(Work task): Give back each entry verbatim.

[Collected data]
BEGIN

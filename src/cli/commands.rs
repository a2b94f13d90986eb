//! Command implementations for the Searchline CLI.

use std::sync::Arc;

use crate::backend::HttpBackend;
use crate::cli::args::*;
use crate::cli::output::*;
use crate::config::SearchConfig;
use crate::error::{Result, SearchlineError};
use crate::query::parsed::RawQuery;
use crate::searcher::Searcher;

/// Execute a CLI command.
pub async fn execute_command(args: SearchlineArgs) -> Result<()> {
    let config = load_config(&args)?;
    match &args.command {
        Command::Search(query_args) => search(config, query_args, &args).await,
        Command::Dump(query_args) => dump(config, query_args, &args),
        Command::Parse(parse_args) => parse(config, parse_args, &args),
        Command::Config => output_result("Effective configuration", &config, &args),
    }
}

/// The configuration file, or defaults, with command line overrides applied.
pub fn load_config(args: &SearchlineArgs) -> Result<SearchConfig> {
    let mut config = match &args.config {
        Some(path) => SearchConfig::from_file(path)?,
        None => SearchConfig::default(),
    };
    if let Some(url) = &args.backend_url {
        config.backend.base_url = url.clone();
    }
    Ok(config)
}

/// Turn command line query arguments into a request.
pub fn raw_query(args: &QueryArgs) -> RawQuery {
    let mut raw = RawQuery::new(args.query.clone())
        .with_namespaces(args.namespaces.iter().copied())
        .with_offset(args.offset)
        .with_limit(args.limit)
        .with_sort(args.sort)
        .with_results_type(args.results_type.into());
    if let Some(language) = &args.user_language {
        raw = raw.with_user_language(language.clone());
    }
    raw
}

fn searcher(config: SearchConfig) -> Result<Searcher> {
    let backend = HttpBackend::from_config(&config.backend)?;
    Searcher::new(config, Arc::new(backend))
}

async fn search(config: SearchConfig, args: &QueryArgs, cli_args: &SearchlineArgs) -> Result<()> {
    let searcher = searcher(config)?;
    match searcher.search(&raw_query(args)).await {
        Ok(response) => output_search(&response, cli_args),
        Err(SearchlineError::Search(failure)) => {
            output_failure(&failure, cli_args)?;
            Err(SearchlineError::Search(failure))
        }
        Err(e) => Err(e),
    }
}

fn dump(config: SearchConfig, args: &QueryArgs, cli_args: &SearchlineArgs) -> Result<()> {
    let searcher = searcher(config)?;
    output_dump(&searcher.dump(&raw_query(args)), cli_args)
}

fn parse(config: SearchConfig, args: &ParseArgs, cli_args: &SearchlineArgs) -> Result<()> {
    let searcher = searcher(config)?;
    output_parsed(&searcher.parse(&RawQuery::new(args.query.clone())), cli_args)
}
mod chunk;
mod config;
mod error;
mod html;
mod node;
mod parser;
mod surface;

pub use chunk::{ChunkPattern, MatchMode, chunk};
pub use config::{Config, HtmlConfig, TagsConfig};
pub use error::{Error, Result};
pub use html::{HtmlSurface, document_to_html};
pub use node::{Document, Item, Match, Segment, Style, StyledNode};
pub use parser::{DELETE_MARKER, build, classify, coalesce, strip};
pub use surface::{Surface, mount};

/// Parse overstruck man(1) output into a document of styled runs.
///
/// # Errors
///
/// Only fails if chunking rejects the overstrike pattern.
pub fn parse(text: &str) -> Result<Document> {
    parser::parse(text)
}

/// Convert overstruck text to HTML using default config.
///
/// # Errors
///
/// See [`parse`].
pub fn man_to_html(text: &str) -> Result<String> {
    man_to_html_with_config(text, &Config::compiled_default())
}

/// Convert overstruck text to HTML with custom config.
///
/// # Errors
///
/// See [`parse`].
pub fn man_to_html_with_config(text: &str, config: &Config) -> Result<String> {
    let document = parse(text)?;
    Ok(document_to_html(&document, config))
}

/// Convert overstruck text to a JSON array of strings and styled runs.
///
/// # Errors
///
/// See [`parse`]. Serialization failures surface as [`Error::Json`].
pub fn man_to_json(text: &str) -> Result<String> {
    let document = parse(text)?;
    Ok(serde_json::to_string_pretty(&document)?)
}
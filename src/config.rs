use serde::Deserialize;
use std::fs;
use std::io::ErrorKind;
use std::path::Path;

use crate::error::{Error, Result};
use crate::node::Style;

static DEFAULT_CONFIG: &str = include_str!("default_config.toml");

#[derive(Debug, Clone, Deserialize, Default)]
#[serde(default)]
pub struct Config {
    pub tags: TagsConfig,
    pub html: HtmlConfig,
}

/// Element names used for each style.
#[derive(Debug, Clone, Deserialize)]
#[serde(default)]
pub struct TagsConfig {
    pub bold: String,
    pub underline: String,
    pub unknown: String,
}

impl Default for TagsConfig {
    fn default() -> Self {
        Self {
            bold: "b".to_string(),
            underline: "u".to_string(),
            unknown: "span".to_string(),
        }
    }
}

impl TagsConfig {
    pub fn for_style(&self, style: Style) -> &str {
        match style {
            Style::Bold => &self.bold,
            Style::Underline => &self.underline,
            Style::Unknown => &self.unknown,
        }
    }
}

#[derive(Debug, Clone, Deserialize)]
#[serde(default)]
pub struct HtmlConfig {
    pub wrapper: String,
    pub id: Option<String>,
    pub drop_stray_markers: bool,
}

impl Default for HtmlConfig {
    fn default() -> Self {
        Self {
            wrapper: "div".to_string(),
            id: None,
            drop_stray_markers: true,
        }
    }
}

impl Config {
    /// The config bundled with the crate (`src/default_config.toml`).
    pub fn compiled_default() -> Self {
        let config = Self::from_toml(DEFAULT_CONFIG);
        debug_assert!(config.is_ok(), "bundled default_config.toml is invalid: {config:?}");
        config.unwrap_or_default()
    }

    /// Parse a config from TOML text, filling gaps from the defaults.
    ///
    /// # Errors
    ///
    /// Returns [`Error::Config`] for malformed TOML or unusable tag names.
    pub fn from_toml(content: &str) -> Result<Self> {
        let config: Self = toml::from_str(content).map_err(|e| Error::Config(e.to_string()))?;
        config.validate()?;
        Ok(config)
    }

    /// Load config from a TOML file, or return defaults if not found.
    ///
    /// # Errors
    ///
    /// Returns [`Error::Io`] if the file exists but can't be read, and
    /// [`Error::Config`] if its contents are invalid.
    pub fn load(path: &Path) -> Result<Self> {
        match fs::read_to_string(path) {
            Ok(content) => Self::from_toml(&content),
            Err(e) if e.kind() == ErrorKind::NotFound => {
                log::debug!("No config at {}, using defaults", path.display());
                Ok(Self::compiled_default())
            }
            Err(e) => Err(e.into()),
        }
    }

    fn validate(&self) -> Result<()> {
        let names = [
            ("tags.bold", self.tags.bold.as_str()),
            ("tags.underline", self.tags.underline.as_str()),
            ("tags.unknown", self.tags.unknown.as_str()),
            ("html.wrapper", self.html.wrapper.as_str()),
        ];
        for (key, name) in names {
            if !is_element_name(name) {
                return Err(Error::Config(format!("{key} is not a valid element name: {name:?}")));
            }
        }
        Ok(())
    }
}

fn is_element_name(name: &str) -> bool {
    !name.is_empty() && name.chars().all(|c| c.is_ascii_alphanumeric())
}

END

(Exercise output):
filename src/cli/commands.rs
repository a2b94f13d90986eb
//! Command implementations for the Searchline CLI.

use std::sync::Arc;

use crate::backend::HttpBackend;
use crate::cli::args::*;
use crate::cli::output::*;
use crate::config::SearchConfig;
use crate::error::{Result, SearchlineError};
use crate::query::parsed::RawQuery;
use crate::searcher::Searcher;

/// Execute a CLI command.
pub async fn execute_command(args: SearchlineArgs) -> Result<()> {
    let config = load_config(&args)?;
    match &args.command {
        Command::Search(query_args) => search(config, query_args, &args).await,
        Command::Dump(query_args) => dump(config, query_args, &args),
        Command::Parse(parse_args) => parse(config, parse_args, &args),
        Command::Config => output_result("Effective configuration", &config, &args),
    }
}

/// The configuration file, or defaults, with command line overrides applied.
pub fn load_config(args: &SearchlineArgs) -> Result<SearchConfig> {
    let mut config = match &args.config {
        Some(path) => SearchConfig::from_file(path)?,
        None => SearchConfig::default(),
    };
    if let Some(url) = &args.backend_url {
        config.backend.base_url = url.clone();
    }
    Ok(config)
}

/// Turn command line query arguments into a request.
pub fn raw_query(args: &QueryArgs) -> RawQuery {
    let mut raw = RawQuery::new(args.query.clone())
        .with_namespaces(args.namespaces.iter().copied())
        .with_offset(args.offset)
        .with_limit(args.limit)
        .with_sort(args.sort)
        .with_results_type(args.results_type.into());
    if let Some(language) = &args.user_language {
        raw = raw.with_user_language(language.clone());
    }
    raw
}

fn searcher(config: SearchConfig) -> Result<Searcher> {
    let backend = HttpBackend::from_config(&config.backend)?;
    Searcher::new(config, Arc::new(backend))
}

async fn search(config: SearchConfig, args: &QueryArgs, cli_args: &SearchlineArgs) -> Result<()> {
    let searcher = searcher(config)?;
    match searcher.search(&raw_query(args)).await {
        Ok(response) => output_search(&response, cli_args),
        Err(SearchlineError::Search(failure)) => {
            output_failure(&failure, cli_args)?;
            Err(SearchlineError::Search(failure))
        }
        Err(e) => Err(e),
    }
}

fn dump(config: SearchConfig, args: &QueryArgs, cli_args: &SearchlineArgs) -> Result<()> {
    let searcher = searcher(config)?;
    output_dump(&searcher.dump(&raw_query(args)), cli_args)
}

fn parse(config: SearchConfig, args: &ParseArgs, cli_args: &SearchlineArgs) -> Result<()> {
    let searcher = searcher(config)?;
    output_parsed(&searcher.parse(&RawQuery::new(args.query.clone())), cli_args)
}
mod chunk;
mod config;
mod error;
mod html;
mod node;
mod parser;
mod surface;

pub use chunk::{ChunkPattern, MatchMode, chunk};
pub use config::{Config, HtmlConfig, TagsConfig};
pub use error::{Error, Result};
pub use html::{HtmlSurface, document_to_html};
pub use node::{Document, Item, Match, Segment, Style, StyledNode};
pub use parser::{DELETE_MARKER, build, classify, coalesce, strip};
pub use surface::{Surface, mount};

/// Parse overstruck man(1) output into a document of styled runs.
///
/// # Errors
///
/// Only fails if chunking rejects the overstrike pattern.
pub fn parse(text: &str) -> Result<Document> {
    parser::parse(text)
}

/// Convert overstruck text to HTML using default config.
///
/// # Errors
///
/// See [`parse`].
pub fn man_to_html(text: &str) -> Result<String> {
    man_to_html_with_config(text, &Config::compiled_default())
}

/// Convert overstruck text to HTML with custom config.
///
/// # Errors
///
/// See [`parse`].
pub fn man_to_html_with_config(text: &str, config: &Config) -> Result<String> {
    let document = parse(text)?;
    Ok(document_to_html(&document, config))
}

/// Convert overstruck text to a JSON array of strings and styled runs.
///
/// # Errors
///
/// See [`parse`]. Serialization failures surface as [`Error::Json`].
pub fn man_to_json(text: &str) -> Result<String> {
    let document = parse(text)?;
    Ok(serde_json::to_string_pretty(&document)?)
}
filename src/config.rs
use serde::Deserialize;
use std::fs;
use std::io::ErrorKind;
use std::path::Path;

use crate::error::{Error, Result};
use crate::node::Style;

static DEFAULT_CONFIG: &str = include_str!("default_config.toml");

#[derive(Debug, Clone, Deserialize, Default)]
#[serde(default)]
pub struct Config {
    pub tags: TagsConfig,
    pub html: HtmlConfig,
}

/// Element names used for each style.
#[derive(Debug, Clone, Deserialize)]
#[serde(default)]
pub struct TagsConfig {
    pub bold: String,
    pub underline: String,
    pub unknown: String,
}

impl Default for TagsConfig {
    fn default() -> Self {
        Self {
            bold: "b".to_string(),
            underline: "u".to_string(),
            unknown: "span".to_string(),
        }
    }
}

impl TagsConfig {
    pub fn for_style(&self, style: Style) -> &str {
        match style {
            Style::Bold => &self.bold,
            Style::Underline => &self.underline,
            Style::Unknown => &self.unknown,
        }
    }
}

#[derive(Debug, Clone, Deserialize)]
#[serde(default)]
pub struct HtmlConfig {
    pub wrapper: String,
    pub id: Option<String>,
    pub drop_stray_markers: bool,
}

impl Default for HtmlConfig {
    fn default() -> Self {
        Self {
            wrapper: "div".to_string(),
            id: None,
            drop_stray_markers: true,
        }
    }
}

impl Config {
    /// The config bundled with the crate (`src/default_config.toml`).
    pub fn compiled_default() -> Self {
        let config = Self::from_toml(DEFAULT_CONFIG);
        debug_assert!(config.is_ok(), "bundled default_config.toml is invalid: {config:?}");
        config.unwrap_or_default()
    }

    /// Parse a config from TOML text, filling gaps from the defaults.
    ///
    /// # Errors
    ///
    /// Returns [`Error::Config`] for malformed TOML or unusable tag names.
    pub fn from_toml(content: &str) -> Result<Self> {
        let config: Self = toml::from_str(content).map_err(|e| Error::Config(e.to_string()))?;
        config.validate()?;
        Ok(config)
    }

    /// Load config from a TOML file, or return defaults if not found.
    ///
    /// # Errors
    ///
    /// Returns [`Error::Io`] if the file exists but can't be read, and
    /// [`Error::Config`] if its contents are invalid.
    pub fn load(path: &Path) -> Result<Self> {
        match fs::read_to_string(path) {
            Ok(content) => Self::from_toml(&content),
            Err(e) if e.kind() == ErrorKind::NotFound => {
                log::debug!("No config at {}, using defaults", path.display());
                Ok(Self::compiled_default())
            }
            Err(e) => Err(e.into()),
        }
    }

    fn validate(&self) -> Result<()> {
        let names = [
            ("tags.bold", self.tags.bold.as_str()),
            ("tags.underline", self.tags.underline.as_str()),
            ("tags.unknown", self.tags.unknown.as_str()),
            ("html.wrapper", self.html.wrapper.as_str()),
        ];
        for (key, name) in names {
            if !is_element_name(name) {
                return Err(Error::Config(format!("{key} is not a valid element name: {name:?}")));
            }
        }
        Ok(())
    }
}

fn is_element_name(name: &str) -> bool {
    !name.is_empty() && name.chars().all(|c| c.is_ascii_alphanumeric())
}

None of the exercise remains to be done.